* WHAT IS REQUIRED:
In the listing that follows, how many lines have the word "fast" in them? Give only the number.

* RECORDS SUPPLIED:
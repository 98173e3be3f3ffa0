//! Year-span event scanning: lunar phases, perigee/apogee, solar cardinal
//! points, eclipses, multi-body alignments, and 2-body aspects.
//!
//! Every scanner follows the same shape: coarse-step sampling of a scalar
//! function of JD, wrap-aware sign-change (or extremum) detection, then
//! root refinement with the generic routines in `enoch_core::rootfind`.

pub mod alignment;
mod alignment_types;
pub mod aspect;
pub mod cardinal;
pub mod distance;
pub mod eclipse;
mod eclipse_types;
mod error;
mod events;
pub mod phase;

pub use alignment_types::{AlignmentConfig, AlignmentEvent, AspectEvent, AspectKind, BodySet};
pub use eclipse_types::{LunarEclipse, LunarEclipseKind, SolarEclipse, SolarEclipseKind};
pub use error::SearchError;
pub use events::{
    CardinalEvent, CardinalKind, DistanceEvent, DistanceKind, PhaseEvent, PhaseKind,
};
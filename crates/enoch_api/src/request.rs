//! Typed request records and boundary validation.
//!
//! All tuning knobs arrive as JSON fields with defaults matching the
//! established wire contract; string enums are closed variants validated
//! by serde, numeric knobs are clamped inside the search configs.

use chrono::{NaiveDate, NaiveDateTime, TimeZone, Utc};
use chrono_tz::Tz;
use serde::Deserialize;

use enoch_eph::GeoCoordinate;
use enoch_search::{AlignmentConfig, BodySet};
use enoch_time::{UtcTime, jd_from_ymd_hms};

use crate::error::ApiError;

fn default_timezone() -> String {
    "UTC".to_string()
}

fn default_zodiac_mode() -> String {
    "tropical".to_string()
}

fn default_true() -> bool {
    true
}

fn default_align_min_count() -> usize {
    4
}

fn default_align_span_deg() -> f64 {
    30.0
}

fn default_align_step_hours() -> f64 {
    24.0
}

fn default_body_set() -> BodySet {
    BodySet::Seven
}

/// Year-scan request.
#[derive(Debug, Clone, Deserialize)]
pub struct YearRequest {
    pub datetime: String,
    pub latitude: f64,
    pub longitude: f64,
    #[serde(default = "default_timezone")]
    pub timezone: String,
    #[serde(default = "default_zodiac_mode")]
    pub zodiac_mode: String,
    /// Force the approximate epoch/sunset path.
    #[serde(default)]
    pub approx: bool,
    /// Skip per-day bound enrichment; reported as `quality: "fast"`.
    #[serde(default)]
    pub fast: bool,

    #[serde(default = "default_align_min_count")]
    pub align_min_count: usize,
    #[serde(default = "default_align_span_deg")]
    pub align_span_deg: f64,
    #[serde(default = "default_align_step_hours")]
    pub align_step_hours: f64,
    #[serde(default = "default_body_set")]
    pub align_planets: BodySet,
    #[serde(default)]
    pub align_include_outer: bool,
    #[serde(default = "default_true")]
    pub align_include_moon: bool,
    #[serde(default = "default_true")]
    pub align_include_sun: bool,
    #[serde(default)]
    pub align_detect_aspects: bool,
    #[serde(default = "default_true")]
    pub align_include_oppositions: bool,
}

impl YearRequest {
    pub fn instant_jd(&self) -> Result<f64, ApiError> {
        datetime_to_jd(&self.datetime, &self.timezone)
    }

    pub fn geo(&self) -> Result<GeoCoordinate, ApiError> {
        GeoCoordinate::new(self.latitude, self.longitude)
            .map_err(|e| ApiError::BadRequest(e.to_string()))
    }

    pub fn alignment_config(&self) -> AlignmentConfig {
        AlignmentConfig {
            body_set: self.align_planets,
            min_count: self.align_min_count,
            max_span_deg: self.align_span_deg,
            step_hours: self.align_step_hours,
            include_sun: self.align_include_sun,
            include_moon: self.align_include_moon,
            include_outer: self.align_include_outer,
            detect_aspects: self.align_detect_aspects,
            include_oppositions: self.align_include_oppositions,
        }
    }
}

/// Single-instant request.
#[derive(Debug, Clone, Deserialize)]
pub struct InstantRequest {
    pub datetime: String,
    pub latitude: f64,
    pub longitude: f64,
    #[serde(default = "default_timezone")]
    pub timezone: String,
    #[serde(default)]
    pub approx: bool,
}

impl InstantRequest {
    pub fn instant_jd(&self) -> Result<f64, ApiError> {
        datetime_to_jd(&self.datetime, &self.timezone)
    }

    pub fn geo(&self) -> Result<GeoCoordinate, ApiError> {
        GeoCoordinate::new(self.latitude, self.longitude)
            .map_err(|e| ApiError::BadRequest(e.to_string()))
    }
}

/// Parse a civil datetime into JD (UT).
///
/// Offset-carrying ISO forms win; bare forms are localized in the request
/// timezone; negative/extended years fall through to the JD-native parser,
/// which reads them as UTC.
pub fn datetime_to_jd(datetime: &str, timezone: &str) -> Result<f64, ApiError> {
    let s = datetime.trim();

    if let Ok(dt) = chrono::DateTime::parse_from_rfc3339(s) {
        let utc = dt.with_timezone(&Utc).naive_utc();
        return Ok(naive_to_jd(&utc));
    }

    let tz: Tz = timezone
        .parse()
        .map_err(|_| ApiError::BadRequest(format!("unknown timezone: {timezone}")))?;

    let naive = parse_naive(s);
    if let Some(naive) = naive {
        // Ambiguous local times (DST fold) take the earlier instant.
        let localized = tz
            .from_local_datetime(&naive)
            .earliest()
            .ok_or_else(|| {
                ApiError::BadRequest(format!("datetime does not exist in {timezone}: {s}"))
            })?;
        return Ok(naive_to_jd(&localized.with_timezone(&Utc).naive_utc()));
    }

    UtcTime::parse(s)
        .map(|u| u.to_jd())
        .map_err(|e| ApiError::BadRequest(format!("unparseable datetime {s:?}: {e}")))
}

fn parse_naive(s: &str) -> Option<NaiveDateTime> {
    for fmt in ["%Y-%m-%dT%H:%M:%S%.f", "%Y-%m-%d %H:%M:%S%.f", "%Y-%m-%dT%H:%M"] {
        if let Ok(dt) = NaiveDateTime::parse_from_str(s, fmt) {
            return Some(dt);
        }
    }
    NaiveDate::parse_from_str(s, "%Y-%m-%d")
        .ok()
        .and_then(|d| d.and_hms_opt(0, 0, 0))
}

fn naive_to_jd(dt: &NaiveDateTime) -> f64 {
    use chrono::{Datelike, Timelike};
    jd_from_ymd_hms(
        dt.year(),
        dt.month(),
        dt.day(),
        dt.hour(),
        dt.minute(),
        dt.second() as f64 + dt.nanosecond() as f64 / 1e9,
    )
}

#[cfg(test)]
mod tests {
    use super::*;
    use enoch_time::calendar_to_jd;

    #[test]
    fn rfc3339_utc() {
        let jd = datetime_to_jd("2025-03-19T18:00:00Z", "UTC").unwrap();
        assert!((jd - calendar_to_jd(2025, 3, 19.75)).abs() < 1e-9);
    }

    #[test]
    fn rfc3339_offset_folds_to_utc() {
        let jd = datetime_to_jd("2025-03-19T20:00:00+02:00", "UTC").unwrap();
        assert!((jd - calendar_to_jd(2025, 3, 19.75)).abs() < 1e-9);
    }

    #[test]
    fn bare_datetime_localized_by_timezone_field() {
        // 13:00 in Jerusalem (UTC+2 on that date) is 11:00 UTC.
        let jd = datetime_to_jd("2025-01-15T13:00:00", "Asia/Jerusalem").unwrap();
        assert!((jd - calendar_to_jd(2025, 1, 15.0 + 11.0 / 24.0)).abs() < 1e-9);
    }

    #[test]
    fn date_only_means_local_midnight() {
        let jd = datetime_to_jd("2025-01-15", "UTC").unwrap();
        assert!((jd - calendar_to_jd(2025, 1, 15.0)).abs() < 1e-9);
    }

    #[test]
    fn negative_year_via_jd_native_parser() {
        let jd = datetime_to_jd("-0044-03-15T00:00:00Z", "UTC").unwrap();
        assert!((jd - calendar_to_jd(-44, 3, 15.0)).abs() < 1e-6);
    }

    #[test]
    fn malformed_inputs_are_bad_requests() {
        for bad in ["not-a-date", "2025-13-40T99:99:99Z", ""] {
            let err = datetime_to_jd(bad, "UTC").unwrap_err();
            assert_eq!(err.status_class(), 400, "input {bad:?}");
        }
        let err = datetime_to_jd("2025-01-15T13:00:00", "Mars/Olympus").unwrap_err();
        assert_eq!(err.status_class(), 400);
    }

    #[test]
    fn year_request_defaults() {
        let req: YearRequest = serde_json::from_str(
            r#"{"datetime": "2025-03-19T00:00:00Z", "latitude": 0.0, "longitude": 0.0}"#,
        )
        .unwrap();
        assert_eq!(req.timezone, "UTC");
        assert_eq!(req.zodiac_mode, "tropical");
        assert!(!req.approx);
        assert_eq!(req.align_min_count, 4);
        assert_eq!(req.align_planets, BodySet::Seven);
        assert!(req.align_include_sun && req.align_include_moon);
        assert!(!req.align_detect_aspects);
        let cfg = req.alignment_config();
        assert!(cfg.validate().is_ok());
    }

    #[test]
    fn body_set_strings() {
        for (s, v) in [
            ("inner", BodySet::Inner),
            ("classic5", BodySet::Classic5),
            ("seven", BodySet::Seven),
            ("all", BodySet::All),
        ] {
            let req: YearRequest = serde_json::from_str(&format!(
                r#"{{"datetime": "2025-01-01", "latitude": 0, "longitude": 0, "align_planets": "{s}"}}"#,
            ))
            .unwrap();
            assert_eq!(req.align_planets, v);
        }
    }

    #[test]
    fn out_of_range_coordinates_rejected() {
        let req: YearRequest = serde_json::from_str(
            r#"{"datetime": "2025-01-01", "latitude": 91.0, "longitude": 0.0}"#,
        )
        .unwrap();
        assert_eq!(req.geo().unwrap_err().status_class(), 400);
    }
}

* REPLY TO THE TASK:
2